Condition or disease Intervention/treatment Phase
Gliosarcoma Recurrent Glioblastoma Procedure: Dynamic Susceptibility Contrast-Enhanced Magnetic Resonance Imaging Phase 2

Detailed Description:

PRIMARY OBJECTIVES:

I. To determine whether binary changes (increase versus [vs.] decrease) in rCBV within enhancing tumor from baseline to 2 weeks after initiation of anti-angiogenic therapy is associated with overall survival (OS).

SECONDARY OBJECTIVES:

I. To determine whether the baseline pre-treatment rCBV measure alone is associated with OS.

II. To determine whether binary changes (increase vs. decrease) in rCBV within enhancing tumor from baseline to 2 weeks after initiation of anti-angiogenic therapy is associated with progression-free survival (PFS).

III. To determine whether changes in rCBV as a continuous variable within enhancing tumor from baseline to 2 weeks after initiation of anti-angiogenic therapy is associated with OS or PFS.

IV. To determine the association between rCBV and OS when adjusting for the changes in enhancing tumor volume.

V. To determine whether baseline cerebral blood flow (CBF) or change in CBF is associated with OS or PFS.

OUTLINE:

Patients undergo DSC-MRI within 3 days before bevacizumab initiation and at day 15.

After completion of study intervention, patients are followed up every 3 months for 1 year and then every 6 months for up to 4 years.


Study Type : Interventional  (Clinical Trial)
Estimated Enrollment : 165 participants
Intervention Model: Single Group Assignment
Masking: None (Open Label)
Primary Purpose: Diagnostic
Official Title: Change in Relative Cerebral Blood Volume as a Biomarker for Early Response to Bevacizumab in Patients With Recurrent Glioblastoma
Actual Study Start Date : April 14, 2017
Estimated Primary Completion Date : May 7, 2022
Estimated Study Completion Date : May 7, 2027

Resource links provided by the National Library of Medicine

Drug Information available for: Bevacizumab

Arm Intervention/treatment
Experimental: Diagnostic (DSC-MRI)
Patients undergo DSC-MRI within 3 days before bevacizumab initiation and at day 15.
Procedure: Dynamic Susceptibility Contrast-Enhanced Magnetic Resonance Imaging
Undergo DSC-MRI
Other Names:
  • DSC-MRI
  • Dynamic Susceptibility Contrast-Enhanced MRI
  • DYNAMIC SUSCEPTIBILITY-CONTRAST MRI




Primary Outcome Measures :
  1. Change in rCBV within enhancing tumor [ Time Frame: Baseline to 2 weeks ]
    Will determine whether binary changes (increase vs. decrease) in rCBV is associated with OS. Kaplan-Meier survival curves will be generated for both the increased and the decreased rCBV groups. The median survival time of both groups will be estimated and compared with a two-sided log rank test. Univariate Cox proportional hazards model will be used to test the association between changes in rCBV from baseline to 2 weeks and OS or PFS.

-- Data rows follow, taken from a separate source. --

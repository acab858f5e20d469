use thiserror::Error;

use cadence_core::CadenceError;
use cadence_store::StoreError;

/// Errors surfaced by the scheduling engine.
///
/// Inside the poll loop and dispatch tasks these are logged and swallowed;
/// they only reach callers through construction and one-shot helpers.
#[derive(Debug, Error)]
pub enum SchedulerError {
    #[error("Store error: {0}")]
    Store(#[from] StoreError),

    #[error(transparent)]
    Config(#[from] CadenceError),
}

pub type Result<T> = std::result::Result<T, SchedulerError>;
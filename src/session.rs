// src/session.rs

use crate::error::Result;
use crate::models::{Entry, EntryDraft};
use crate::query::{self, CategoryFilter, Filter, Stats};
use crate::selector;
use crate::store::KnowledgeStore;
use tracing::debug;

/// 界面事件对应的命令，按顺序同步执行
#[derive(Debug, Clone)]
pub enum Command {
    CreateEntry(EntryDraft),
    UpdateEntry { id: String, draft: EntryDraft },
    DeleteEntry(String),
    ToggleFavorite(String),
    /// 导入：调用方已完成校验和确认
    ReplaceAll(Vec<Entry>),
    /// 切换分类标签，同时按是否为“收藏”设置只看收藏
    SetCategory(CategoryFilter),
    SetOnlyFavorites(bool),
    ToggleOnlyFavorites,
    SetSearch(String),
    ClearSearch,
}

#[derive(Debug, Clone, PartialEq)]
pub enum Event {
    Saved {
        entry: Entry,
        created: bool,
        persisted: bool,
    },
    Deleted {
        removed: bool,
        persisted: bool,
    },
    FavoriteToggled {
        favorite: Option<bool>,
        persisted: bool,
    },
    Replaced {
        count: usize,
        persisted: bool,
    },
    ViewChanged,
}

impl Event {
    /// 修改是否已写入存储；纯视图变化视为已写入
    pub fn persisted(&self) -> bool {
        match self {
            Event::Saved { persisted, .. }
            | Event::Deleted { persisted, .. }
            | Event::FavoriteToggled { persisted, .. }
            | Event::Replaced { persisted, .. } => *persisted,
            Event::ViewChanged => true,
        }
    }
}

/// 应用上下文：知识点集合 + 当前筛选条件
pub struct Session {
    store: KnowledgeStore,
    view: Filter,
}

impl Session {
    pub fn new(store: KnowledgeStore) -> Self {
        Session {
            store,
            view: Filter::default(),
        }
    }

    pub fn store(&self) -> &KnowledgeStore {
        &self.store
    }

    pub fn view(&self) -> &Filter {
        &self.view
    }

    pub fn apply(&mut self, command: Command) -> Result<Event> {
        debug!("apply {:?}", command);
        let event = match command {
            Command::CreateEntry(draft) => {
                let out = self.store.upsert(&draft, None)?;
                Event::Saved {
                    entry: out.value,
                    created: true,
                    persisted: out.persisted,
                }
            }
            Command::UpdateEntry { id, draft } => {
                let existed = self.store.get(&id).is_some();
                let out = self.store.upsert(&draft, Some(&id))?;
                Event::Saved {
                    entry: out.value,
                    created: !existed,
                    persisted: out.persisted,
                }
            }
            Command::DeleteEntry(id) => {
                let out = self.store.delete(&id);
                Event::Deleted {
                    removed: out.value,
                    persisted: out.persisted,
                }
            }
            Command::ToggleFavorite(id) => {
                let out = self.store.toggle_favorite(&id);
                Event::FavoriteToggled {
                    favorite: out.value,
                    persisted: out.persisted,
                }
            }
            Command::ReplaceAll(entries) => {
                let out = self.store.replace_all(entries);
                Event::Replaced {
                    count: out.value,
                    persisted: out.persisted,
                }
            }
            Command::SetCategory(category) => {
                self.view.only_favorites = category == CategoryFilter::Favorites;
                self.view.category = category;
                Event::ViewChanged
            }
            Command::SetOnlyFavorites(flag) => {
                self.view.only_favorites = flag;
                Event::ViewChanged
            }
            Command::ToggleOnlyFavorites => {
                self.view.only_favorites = !self.view.only_favorites;
                Event::ViewChanged
            }
            Command::SetSearch(text) => {
                self.view.search = text;
                Event::ViewChanged
            }
            Command::ClearSearch => {
                self.view.search.clear();
                Event::ViewChanged
            }
        };
        Ok(event)
    }

    /// 当前筛选条件下可见的知识点
    pub fn visible(&self) -> Vec<&Entry> {
        query::filter(self.store.entries(), &self.view)
    }

    /// 从当前可见的知识点中随机抽一题
    pub fn random_pick(&self) -> Option<&Entry> {
        selector::pick_random(&self.visible())
    }

    pub fn stats(&self) -> Stats {
        query::stats(self.store.entries(), &self.view)
    }
}

#[cfg(test)]
mod tests {
    use super::*;
    use crate::error::KpError;
    use crate::storage::MemoryStorage;
    use crate::transfer::parse_import;
    use pretty_assertions::assert_eq;

    fn session() -> Session {
        Session::new(KnowledgeStore::new(Box::new(MemoryStorage::default())))
    }

    fn create(s: &mut Session, q: &str, category: &str) -> Entry {
        let mut draft = EntryDraft::new(q, "answer");
        draft.category = Some(category.into());
        match s.apply(Command::CreateEntry(draft)).unwrap() {
            Event::Saved { entry, created, .. } => {
                assert!(created);
                entry
            }
            other => panic!("unexpected event {:?}", other),
        }
    }

    #[test]
    fn favorites_tab_sets_flag_and_other_tabs_clear_it() {
        let mut s = session();
        s.apply(Command::SetCategory(CategoryFilter::Favorites)).unwrap();
        assert!(s.view().only_favorites);
        s.apply(Command::SetCategory(CategoryFilter::Specific("Rust".into())))
            .unwrap();
        assert!(!s.view().only_favorites);
        s.apply(Command::ToggleOnlyFavorites).unwrap();
        assert!(s.view().only_favorites);
    }

    #[test]
    fn visible_follows_view_and_mutations() {
        let mut s = session();
        let tcp = create(&mut s, "What is TCP", "Networking");
        let ospf = create(&mut s, "What is OSPF", "Networking");
        create(&mut s, "Borrowing", "Rust");

        s.apply(Command::ToggleFavorite(ospf.id.clone())).unwrap();
        s.apply(Command::SetCategory(CategoryFilter::Specific("Networking".into())))
            .unwrap();
        s.apply(Command::SetOnlyFavorites(true)).unwrap();
        let visible: Vec<String> = s.visible().iter().map(|e| e.id.clone()).collect();
        assert_eq!(visible, vec![ospf.id.clone()]);
        assert_eq!(s.random_pick().map(|e| e.id.clone()), Some(ospf.id.clone()));
        assert_eq!(s.stats(), Stats { total: 3, visible: 1 });

        s.apply(Command::SetOnlyFavorites(false)).unwrap();
        s.apply(Command::SetSearch("tcp".into())).unwrap();
        assert_eq!(s.visible()[0].id, tcp.id);
        s.apply(Command::ClearSearch).unwrap();
        assert_eq!(s.visible().len(), 2);

        let event = s.apply(Command::DeleteEntry(tcp.id.clone())).unwrap();
        assert_eq!(
            event,
            Event::Deleted {
                removed: true,
                persisted: true
            }
        );
        assert_eq!(s.visible().len(), 1);
    }

    #[test]
    fn empty_view_has_no_random_pick() {
        let mut s = session();
        create(&mut s, "Q", "Rust");
        s.apply(Command::SetCategory(CategoryFilter::Favorites)).unwrap();
        assert!(s.random_pick().is_none());
    }

    #[test]
    fn update_of_existing_entry_is_not_a_creation() {
        let mut s = session();
        let e = create(&mut s, "Q", "Rust");
        let event = s
            .apply(Command::UpdateEntry {
                id: e.id.clone(),
                draft: EntryDraft::new("Q2", "A2"),
            })
            .unwrap();
        match event {
            Event::Saved { entry, created, .. } => {
                assert!(!created);
                assert_eq!(entry.id, e.id);
            }
            other => panic!("unexpected event {:?}", other),
        }
    }

    #[test]
    fn failed_import_leaves_store_unchanged() {
        let mut s = session();
        create(&mut s, "Keep", "Rust");
        let before = s.store().entries().to_vec();

        let text = r#"{"version":"2.0","data":[{"question":"","answer":"x"}]}"#;
        match parse_import(text) {
            Ok(entries) => {
                s.apply(Command::ReplaceAll(entries)).unwrap();
            }
            Err(e) => assert!(matches!(e, KpError::NoUsableData)),
        }
        assert_eq!(s.store().entries(), before.as_slice());
    }

    #[test]
    fn validation_error_surfaces_from_apply() {
        let mut s = session();
        let err = s
            .apply(Command::CreateEntry(EntryDraft::new("", "")))
            .unwrap_err();
        assert!(matches!(err, KpError::Validation(_)));
        assert!(s.store().entries().is_empty());
    }
}
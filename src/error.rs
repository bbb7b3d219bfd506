// src/error.rs

use std::fmt;
use thiserror::Error;

#[derive(Debug, Error)]
pub enum KpError {
    #[error("IO Error: {0}")]
    Io(#[from] std::io::Error),

    #[error("Database Error: {0}")]
    Sql(#[from] rusqlite::Error),

    #[error("JSON Error: {0}")]
    Json(#[from] serde_json::Error),

    #[error("Home directory not found")]
    HomeDirNotFound,

    #[error("Editor exited with a non-zero status")]
    EditorError,

    #[error("Entry {0} not found")]
    EntryNotFound(String),

    #[error("No changes detected in entry")]
    NoChangesMade,

    #[error("Validation failed:\n{0}")]
    Validation(ValidationErrors),

    #[error("无效的数据格式")]
    InvalidFormat,

    #[error("没有可用的数据")]
    NoUsableData,
}

pub type Result<T> = std::result::Result<T, KpError>;

/// 表单字段
#[derive(Debug, Clone, Copy, PartialEq, Eq)]
pub enum Field {
    Question,
    Answer,
    Keywords,
}

impl fmt::Display for Field {
    fn fmt(&self, f: &mut fmt::Formatter<'_>) -> fmt::Result {
        let name = match self {
            Field::Question => "question",
            Field::Answer => "answer",
            Field::Keywords => "keywords",
        };
        f.write_str(name)
    }
}

#[derive(Debug, Clone, PartialEq, Eq, Error)]
#[error("{field}: {message}")]
pub struct FieldError {
    pub field: Field,
    pub message: String,
}

/// 按字段收集的校验错误
#[derive(Debug, Clone, Default, PartialEq, Eq)]
pub struct ValidationErrors(pub Vec<FieldError>);

impl ValidationErrors {
    pub fn push(&mut self, field: Field, message: impl Into<String>) {
        self.0.push(FieldError {
            field,
            message: message.into(),
        });
    }

    pub fn is_empty(&self) -> bool {
        self.0.is_empty()
    }

    pub fn has(&self, field: Field) -> bool {
        self.0.iter().any(|e| e.field == field)
    }
}

impl fmt::Display for ValidationErrors {
    fn fmt(&self, f: &mut fmt::Formatter<'_>) -> fmt::Result {
        for (i, err) in self.0.iter().enumerate() {
            if i > 0 {
                writeln!(f)?;
            }
            write!(f, "  - {}", err)?;
        }
        Ok(())
    }
}

impl From<ValidationErrors> for KpError {
    fn from(errs: ValidationErrors) -> Self {
        KpError::Validation(errs)
    }
}
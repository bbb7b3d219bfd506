// src/main.rs

mod cli;
mod commands;
mod error;
mod models;
mod query;
mod selector;
mod session;
mod storage;
mod store;
mod transfer;
mod validator;

use clap::Parser;
use cli::{Cli, Commands};
use error::Result;
use tracing_subscriber::EnvFilter;

fn main() {
    // 诊断日志输出到 stderr，默认只显示错误；用 RUST_LOG 调整
    tracing_subscriber::fmt()
        .with_env_filter(
            EnvFilter::try_from_default_env().unwrap_or_else(|_| EnvFilter::new("error")),
        )
        .with_writer(std::io::stderr)
        .init();

    let cli = Cli::parse();
    if let Err(e) = run(cli) {
        eprintln!("Error: {}", e);
        std::process::exit(1);
    }
}

fn run(cli: Cli) -> Result<()> {
    let db = cli.db.as_deref();
    if let Commands::Init = cli.command {
        return commands::handle_init(db);
    }

    let mut session = commands::open_session(db)?;
    match cli.command {
        Commands::Init => Ok(()),
        Commands::Add {
            question,
            answer,
            category,
            keywords,
            fav,
        } => commands::handle_add(&mut session, question, answer, category, keywords, fav),
        Commands::Edit {
            id,
            question,
            answer,
            category,
            keywords,
        } => commands::handle_edit(&mut session, id, question, answer, category, keywords),
        Commands::List {
            filter,
            show_answers,
        } => commands::handle_list(&mut session, &filter, show_answers),
        Commands::Tabs => commands::handle_tabs(&session),
        Commands::Fav { id } => commands::handle_fav(&mut session, id),
        Commands::Del { ids, yes } => commands::handle_del(&mut session, ids, yes),
        Commands::Test { filter } => commands::handle_test(&mut session, &filter),
        Commands::Export { path } => commands::handle_export(&session, path),
        Commands::Import { path, yes } => commands::handle_import(&mut session, &path, yes),
        Commands::Stats { filter } => commands::handle_stats(&mut session, &filter),
    }
}
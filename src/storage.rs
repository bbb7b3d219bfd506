// src/storage.rs

use crate::error::{KpError, Result};
use rusqlite::{params, Connection, OptionalExtension};
use std::env;
use std::path::{Path, PathBuf};
use tracing::debug;

/// 数据库路径的环境变量覆盖
pub const DB_PATH_ENV: &str = "KPOINT_DB";

/// 键值存储，语义对应浏览器的 localStorage
pub trait Storage {
    fn get(&self, key: &str) -> Result<Option<String>>;
    fn set(&mut self, key: &str, value: &str) -> Result<()>;
}

/// 获取数据库文件路径：--db 参数 > KPOINT_DB > ~/.config/kpoint/kpoint.db
pub fn get_db_path(override_path: Option<&Path>) -> Result<PathBuf> {
    if let Some(p) = override_path {
        return Ok(p.to_path_buf());
    }
    if let Ok(p) = env::var(DB_PATH_ENV) {
        if !p.trim().is_empty() {
            return Ok(PathBuf::from(p));
        }
    }
    let home_dir = dirs::home_dir().ok_or(KpError::HomeDirNotFound)?;
    Ok(home_dir.join(".config/kpoint/kpoint.db"))
}

/// 基于 SQLite 的键值存储
pub struct SqliteStorage {
    conn: Connection,
}

impl SqliteStorage {
    /// 打开数据库，必要时创建目录和表
    pub fn open(db_path: &Path) -> Result<Self> {
        if let Some(parent) = db_path.parent() {
            if !parent.as_os_str().is_empty() && !parent.exists() {
                std::fs::create_dir_all(parent)?;
            }
        }
        let conn = Connection::open(db_path)?;
        Self::with_connection(conn)
    }

    pub fn with_connection(conn: Connection) -> Result<Self> {
        conn.execute(
            "CREATE TABLE IF NOT EXISTS kv (
                key TEXT PRIMARY KEY,
                value TEXT NOT NULL
            )",
            [],
        )?;
        Ok(SqliteStorage { conn })
    }
}

impl Storage for SqliteStorage {
    fn get(&self, key: &str) -> Result<Option<String>> {
        let value = self
            .conn
            .query_row("SELECT value FROM kv WHERE key = ?", [key], |row| row.get(0))
            .optional()?;
        Ok(value)
    }

    fn set(&mut self, key: &str, value: &str) -> Result<()> {
        self.conn.execute(
            "INSERT INTO kv (key, value) VALUES (?1, ?2)
             ON CONFLICT(key) DO UPDATE SET value = excluded.value",
            params![key, value],
        )?;
        debug!("wrote {} bytes under key {}", value.len(), key);
        Ok(())
    }
}

/// 测试用内存存储，可模拟写入失败（如配额不足）
#[cfg(test)]
#[derive(Debug, Default, Clone)]
pub struct MemoryStorage {
    pub values: std::collections::HashMap<String, String>,
    pub fail_reads: bool,
    pub fail_writes: bool,
}

#[cfg(test)]
impl Storage for MemoryStorage {
    fn get(&self, key: &str) -> Result<Option<String>> {
        if self.fail_reads {
            return Err(std::io::Error::new(std::io::ErrorKind::Other, "storage unavailable").into());
        }
        Ok(self.values.get(key).cloned())
    }

    fn set(&mut self, key: &str, value: &str) -> Result<()> {
        if self.fail_writes {
            return Err(std::io::Error::new(std::io::ErrorKind::Other, "quota exceeded").into());
        }
        self.values.insert(key.to_string(), value.to_string());
        Ok(())
    }
}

  2. OS [ Time Frame: Up to 5 years ]
    Will determine if binary changes (increase vs. decrease) in rCBV is associated with OS. The median survival time of both groups will be estimated and compared with a two-sided log rank test. Will determine whether changes in rCBV as a continuous variable within enhancing tumor from baseline to 2 weeks after initiation of anti-angiogenic therapy is associated with OS. Univariate Cox proportional hazards model will be used to test the association between changes in rCBV from baseline to 2 weeks and OS. The hazard ratio and its 95% confidence interval (CI) will be presented. Will determine the as


Secondary Outcome Measures :
  1. CBF [ Time Frame: Baseline ]
    Will determine if baseline CBF is associated with OS or PFS. Kaplan-Meier survival curves will be generated for both the increased and the decreased CBF groups, for either OS or PFS. The median survival time/progression free survival time of both groups will be estimated and compared with a two-sided log rank test. Univariate Cox proportional hazards model will be used to test the association between baseline CBF and OS or PFS. The hazard ratio and its 95% CI will be presented.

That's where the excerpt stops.